## [Work to complete]
Extract each line holding the word "idle" from the entries.
=======
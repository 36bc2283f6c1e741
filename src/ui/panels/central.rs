use crate::actions::{ActionState, DetailsScreen, ScreenEvent, ScreenInput};
use crate::types::{Package, PackageStatus};
use eframe::egui;

const ERROR_RED: egui::Color32 = egui::Color32::from_rgb(200, 70, 70);

/// Everything else we know about the package, one fact per line.
pub fn details_text(p: &Package) -> String {
    format!(
        "Title: {}\n{}\n\nAuthor: {}\nVersion: {}\nLicense: {}\n\nPackage: {}\nDownloads: {}\nUpdated: {}\n\nDownload size: {} KB\nInstall size: {} KB\n",
        p.title,
        p.short_desc,
        p.author,
        p.version,
        p.license,
        p.pkg_name,
        p.downloads,
        p.updated,
        p.download_size,
        p.extracted_size,
    )
}

// Space is left alone: egui already uses it to press the focused button.
const SHORTCUT_KEYS: [egui::Key; 4] = [egui::Key::Enter, egui::Key::Escape, egui::Key::L, egui::Key::X];

fn shortcut(key: egui::Key) -> Option<ScreenInput> {
    match key {
        egui::Key::Enter => Some(ScreenInput::Confirm),
        egui::Key::Escape => Some(ScreenInput::Cancel),
        egui::Key::L => Some(ScreenInput::Launch),
        egui::Key::X => Some(ScreenInput::MoreByAuthor),
        _ => None,
    }
}

/// Keyboard shortcut for this frame, unless a text field has focus.
fn key_input(ctx: &egui::Context) -> Option<ScreenInput> {
    if ctx.wants_keyboard_input() {
        return None;
    }
    ctx.input(|i| SHORTCUT_KEYS.into_iter().find(|k| i.key_pressed(*k)))
        .and_then(shortcut)
}

/// Render the details screen on top of the stack and apply the user's input.
pub fn show(ctx: &egui::Context, screen: &mut DetailsScreen) -> Option<ScreenEvent> {
    let idle = !screen.is_operating();
    let mut input = None;

    egui::CentralPanel::default().show(ctx, |ui| {
        let p = &screen.package;
        ui.horizontal(|ui| {
            ui.vertical(|ui| {
                ui.heading(egui::RichText::new(&p.title).strong().size(22.0));
                ui.label(egui::RichText::new(&p.author).color(egui::Color32::GRAY).size(16.0));
            });
            ui.with_layout(egui::Layout::right_to_left(egui::Align::TOP), |ui| {
                if ui.add_enabled(idle, egui::Button::new("More by Author")).clicked() {
                    input = Some(ScreenInput::MoreByAuthor);
                }
            });
        });

        ui.add_space(6.0);
        ui.separator();
        ui.add_space(6.0);

        ui.horizontal(|ui| {
            let label = p.status.action_label();
            let button = if p.status == PackageStatus::Installed {
                egui::Button::new(egui::RichText::new(label).color(egui::Color32::WHITE))
                    .fill(egui::Color32::from_rgb(220, 68, 68))
            } else {
                egui::Button::new(label)
            };
            if ui.add_enabled(idle, button).clicked() {
                input = Some(ScreenInput::Confirm);
            }
            if let Some(launch) = screen.launch_label() {
                if ui
                    .add_enabled(idle && screen.can_launch(), egui::Button::new(launch))
                    .clicked()
                {
                    input = Some(ScreenInput::Launch);
                }
            }
            if ui.add_enabled(idle, egui::Button::new("Cancel")).clicked() {
                input = Some(ScreenInput::Cancel);
            }
        });

        if let Some(err) = screen.error_text() {
            ui.colored_label(ERROR_RED, err);
        }

        if let ActionState::Operating(kind) = screen.state() {
            ui.add_space(6.0);
            ui.label(kind.description());
            ui.add(egui::ProgressBar::new(screen.progress()).show_percentage());
        }

        ui.add_space(8.0);
        ui.separator();

        egui::ScrollArea::vertical()
            .auto_shrink([false, false])
            .show(ui, |ui| {
                ui.label(&p.long_desc);
                ui.add_space(12.0);
                ui.label(format!("Changelog:\n{}", p.changelog));
                ui.add_space(12.0);
                ui.label(egui::RichText::new(details_text(p)).monospace());
            });
    });

    let input = input.or_else(|| key_input(ctx))?;
    screen.handle(input, Some(ctx.clone()))
}

/// Shown when no details screen is open.
pub fn show_placeholder(ctx: &egui::Context) {
    egui::CentralPanel::default().show(ctx, |ui| {
        ui.centered_and_justified(|ui| {
            ui.label("Select a package from the left to see details.");
        });
    });
}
=======
## [Reply to the exercise]
    let idle = !screen.is_operating();
                if ui.add_enabled(idle, egui::Button::new("More by Author")).clicked() {
            if ui.add_enabled(idle, button).clicked() {
                    .add_enabled(idle && screen.can_launch(), egui::Button::new(launch))
            if ui.add_enabled(idle, egui::Button::new("Cancel")).clicked() {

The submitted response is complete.